FAISALABAD, Dec 30: A handpicked group having association with the Sindh-based political party — Muttahida Qaumi Movement — has allegedly grabbed the precious greenbelt inside the boundary wall of the Clock Tower Intersection, disfiguring the monument.
Information gleaned by Dawn revealed that the group was illegally running a camp for collecting donation for quake survivors. Immediately after the devastating earthquake in the NWFP and Azad Kashmir areas on Oct 8 this year, almost all the trade organizations, political parties and NGOs set up makeshift camps in various parts of the city to collect donations.
Five such camps were set up around the famous Clock Tower by the Anjuman-i-Tajiran Faisalabad, MQM (local chapter), the City District Government and two NGOs of the city. The camps of the trade body, local government and the NGOs were wound up after a month. But the MQM instead of removing the camps from outside the boundary walls established its camp office within the intersection by erecting a tin house.

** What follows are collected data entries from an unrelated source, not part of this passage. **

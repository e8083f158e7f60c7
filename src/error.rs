use thiserror::Error;

use crate::entity::EntityKind;

/// Longest response body excerpt kept in a status error
const BODY_EXCERPT_LEN: usize = 200;

#[derive(Debug, Error)]
pub enum EtlError {
    #[error("HTTP request failed: {0}")]
    Http(#[from] reqwest::Error),

    #[error("GraphQL endpoint returned {status}: {body}")]
    Status {
        status: reqwest::StatusCode,
        body: String,
    },

    #[error("Failed to parse JSON: {0}")]
    Json(#[from] serde_json::Error),

    #[error("GraphQL errors: {0}")]
    GraphQl(String),

    #[error("Response has no `data.{0}` array")]
    MissingData(EntityKind),

    #[error("Record {index} of {kind} is not a JSON object")]
    NotAnObject { kind: EntityKind, index: usize },

    #[error("Column `{column}` required by table `{table}` is missing from fetched data")]
    MissingColumn {
        table: &'static str,
        column: &'static str,
    },

    #[error("Failed to load table `{table}`: {source}")]
    Load {
        table: &'static str,
        #[source]
        source: rusqlite::Error,
    },

    #[error("Database error: {0}")]
    Database(#[from] rusqlite::Error),

    #[error("I/O error: {0}")]
    Io(#[from] std::io::Error),

    #[error("Unknown entity kind `{0}` (expected missions, rockets or launches)")]
    UnknownKind(String),
}

impl EtlError {
    /// Build a status error, keeping only the start of the body
    pub fn status(status: reqwest::StatusCode, body: &str) -> Self {
        let body = match body.char_indices().nth(BODY_EXCERPT_LEN) {
            Some((idx, _)) => format!("{}...", &body[..idx]),
            None => body.to_string(),
        };
        EtlError::Status { status, body }
    }
}

pub type Result<T> = std::result::Result<T, EtlError>;
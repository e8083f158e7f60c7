use rusqlite::{params, params_from_iter, Connection, OptionalExtension, Transaction};
use std::fmt;
use std::path::Path;
use tracing::{debug, info, warn};

use super::schema_gen::{generate_create_table, generate_insert};
use crate::entity::EntityCounts;
use crate::error::{EtlError, Result};
use crate::parser::{to_sql_value, SqlValue, Table};
use crate::schema::{Column, TableSchema, ALL_TABLES, ALL_VITRINE};

/// What `ensure_table` found
#[derive(Debug, Clone, Copy, PartialEq, Eq)]
pub enum SchemaStatus {
    Created,
    AlreadyExists,
}

impl fmt::Display for SchemaStatus {
    fn fmt(&self, f: &mut fmt::Formatter<'_>) -> fmt::Result {
        match self {
            SchemaStatus::Created => write!(f, "created"),
            SchemaStatus::AlreadyExists => write!(f, "already exists"),
        }
    }
}

/// Owns the database connection for the lifetime of a run
pub struct SqliteWriter {
    conn: Connection,
}

impl SqliteWriter {
    /// Open (or create) the database file. Existing data is kept.
    pub fn open(db_path: &Path) -> Result<Self> {
        if let Some(parent) = db_path.parent().filter(|p| !p.as_os_str().is_empty()) {
            std::fs::create_dir_all(parent)?;
        }

        let conn = Connection::open(db_path)?;
        Self::configure(conn)
    }

    pub fn open_in_memory() -> Result<Self> {
        Self::configure(Connection::open_in_memory()?)
    }

    fn configure(conn: Connection) -> Result<Self> {
        // Foreign keys stay declared but unenforced
        conn.execute_batch(
            "PRAGMA foreign_keys = OFF;
             PRAGMA journal_mode = WAL;
             PRAGMA synchronous = NORMAL;",
        )?;

        Ok(Self { conn })
    }

    pub fn connection(&self) -> &Connection {
        &self.conn
    }

    /// Begin the single transaction a run executes in
    pub fn session(&mut self) -> Result<LoadSession<'_>> {
        Ok(LoadSession {
            tx: self.conn.transaction()?,
        })
    }

    /// Create every table that does not exist yet
    pub fn create_schema(&mut self) -> Result<Vec<(&'static str, SchemaStatus)>> {
        let session = self.session()?;
        let mut statuses = Vec::with_capacity(ALL_TABLES.len());
        for schema in ALL_TABLES {
            statuses.push((schema.name, session.ensure_table(schema)?));
        }
        session.commit()?;
        Ok(statuses)
    }

    pub fn count_rows(&self, schema: &TableSchema) -> Result<i64> {
        let sql = format!("SELECT COUNT(*) FROM {}", schema.name);
        Ok(self.conn.query_row(&sql, [], |row| row.get(0))?)
    }

    /// Optimize and close the connection
    pub fn close(self) -> Result<()> {
        self.conn.execute_batch("PRAGMA optimize;")?;
        self.conn.close().map_err(|(_, e)| EtlError::Database(e))
    }
}

/// One open transaction; dropping it without `commit` rolls everything back
pub struct LoadSession<'conn> {
    tx: Transaction<'conn>,
}

impl LoadSession<'_> {
    /// Create the table unless it already exists
    pub fn ensure_table(&self, schema: &TableSchema) -> Result<SchemaStatus> {
        if table_exists(&self.tx, schema.name)? {
            warn!(table = schema.name, "table already exists, keeping it");
            return Ok(SchemaStatus::AlreadyExists);
        }

        let sql = generate_create_table(schema);
        debug!(table = schema.name, %sql, "creating table");
        self.tx.execute_batch(&sql)?;
        Ok(SchemaStatus::Created)
    }

    /// Insert every fetched row into the table, all or nothing.
    ///
    /// Values are matched to table columns by source field name. A batch
    /// that fails part way leaves no rows behind.
    pub fn load_rows(&mut self, schema: &'static TableSchema, table: &Table) -> Result<usize> {
        if table.is_empty() {
            return Ok(0);
        }

        let columns: Vec<&Column> = schema.loaded_columns().collect();
        let indices = resolve_columns(schema, &columns, table)?;
        let names: Vec<&str> = columns.iter().map(|c| c.name).collect();
        let sql = generate_insert(schema.name, &names);

        let savepoint = self.tx.savepoint()?;
        match insert_rows(&savepoint, &sql, &columns, &indices, table) {
            Ok(count) => {
                savepoint.commit()?;
                debug!(table = schema.name, rows = count, "batch inserted");
                Ok(count)
            }
            Err(source) => {
                drop(savepoint);
                warn!(table = schema.name, error = %source, "batch rolled back");
                Err(EtlError::Load {
                    table: schema.name,
                    source,
                })
            }
        }
    }

    /// Insert the summary row and return its id
    pub fn insert_summary(&self, counts: &EntityCounts) -> Result<i64> {
        let sql = generate_insert(
            ALL_VITRINE.name,
            &["count_missions", "count_rockets", "count_launches"],
        );
        self.tx.execute(
            &sql,
            params![
                counts.missions as i64,
                counts.rockets as i64,
                counts.launches as i64
            ],
        )?;
        Ok(self.tx.last_insert_rowid())
    }

    pub fn commit(self) -> Result<()> {
        self.tx.commit()?;
        info!("transaction committed");
        Ok(())
    }
}

pub fn table_exists(conn: &Connection, name: &str) -> Result<bool> {
    let found = conn
        .query_row(
            "SELECT 1 FROM sqlite_master WHERE type = 'table' AND name = ?1",
            [name],
            |_| Ok(()),
        )
        .optional()?;
    Ok(found.is_some())
}

/// Position of each column's source field in the fetched table
fn resolve_columns(
    schema: &'static TableSchema,
    columns: &[&Column],
    table: &Table,
) -> Result<Vec<Option<usize>>> {
    columns
        .iter()
        .map(|col| {
            let source = col.source.unwrap_or(col.name);
            let idx = table.column_index(source);
            if idx.is_none() {
                if col.primary_key {
                    return Err(EtlError::MissingColumn {
                        table: schema.name,
                        column: col.name,
                    });
                }
                debug!(table = schema.name, column = col.name, "source field absent, binding NULL");
            }
            Ok(idx)
        })
        .collect()
}

fn insert_rows(
    conn: &Connection,
    sql: &str,
    columns: &[&Column],
    indices: &[Option<usize>],
    table: &Table,
) -> rusqlite::Result<usize> {
    let mut stmt = conn.prepare_cached(sql)?;
    let mut count = 0;

    for row in table.rows() {
        let values: Vec<SqlValue> = columns
            .iter()
            .zip(indices)
            .map(|(col, idx)| to_sql_value(idx.and_then(|i| row.get(i)), col))
            .collect();
        stmt.execute(params_from_iter(values.iter()))?;
        count += 1;
    }

    Ok(count)
}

The social circles and trade bodies rapped the action because the model-house disfigured the Clock Tower. In the wake of protests by the trade bodies and applications filed to the City District Government, an anti-encroachment team of the Lyallpur Town Administration orally asked the MQM activists to wind up their camp or set up one outside the Clock Tower.
After the refusal of the MQM members, the town council’s team forcibly took the model-house and other belongings into custody. But in a surprise move, the local administrative officials and the police functionaries withdrew when the top brass of the Sindh government intervened and the model-house was again erected in the lush green lawns of the Clock Tower.
Shocked by the move, the general public and traders of eight bazaars have taken exception to the local administration for failing to stop the MQM from illegally running the camp.
They say the city traders have donated Rs5 billion to the quake funds without setting up a camp. Similarly, the mainstream political parties like the PPP and the PML have contributed a lot but the MQM activists have collected a few hundreds of thousands of rupees, they argue.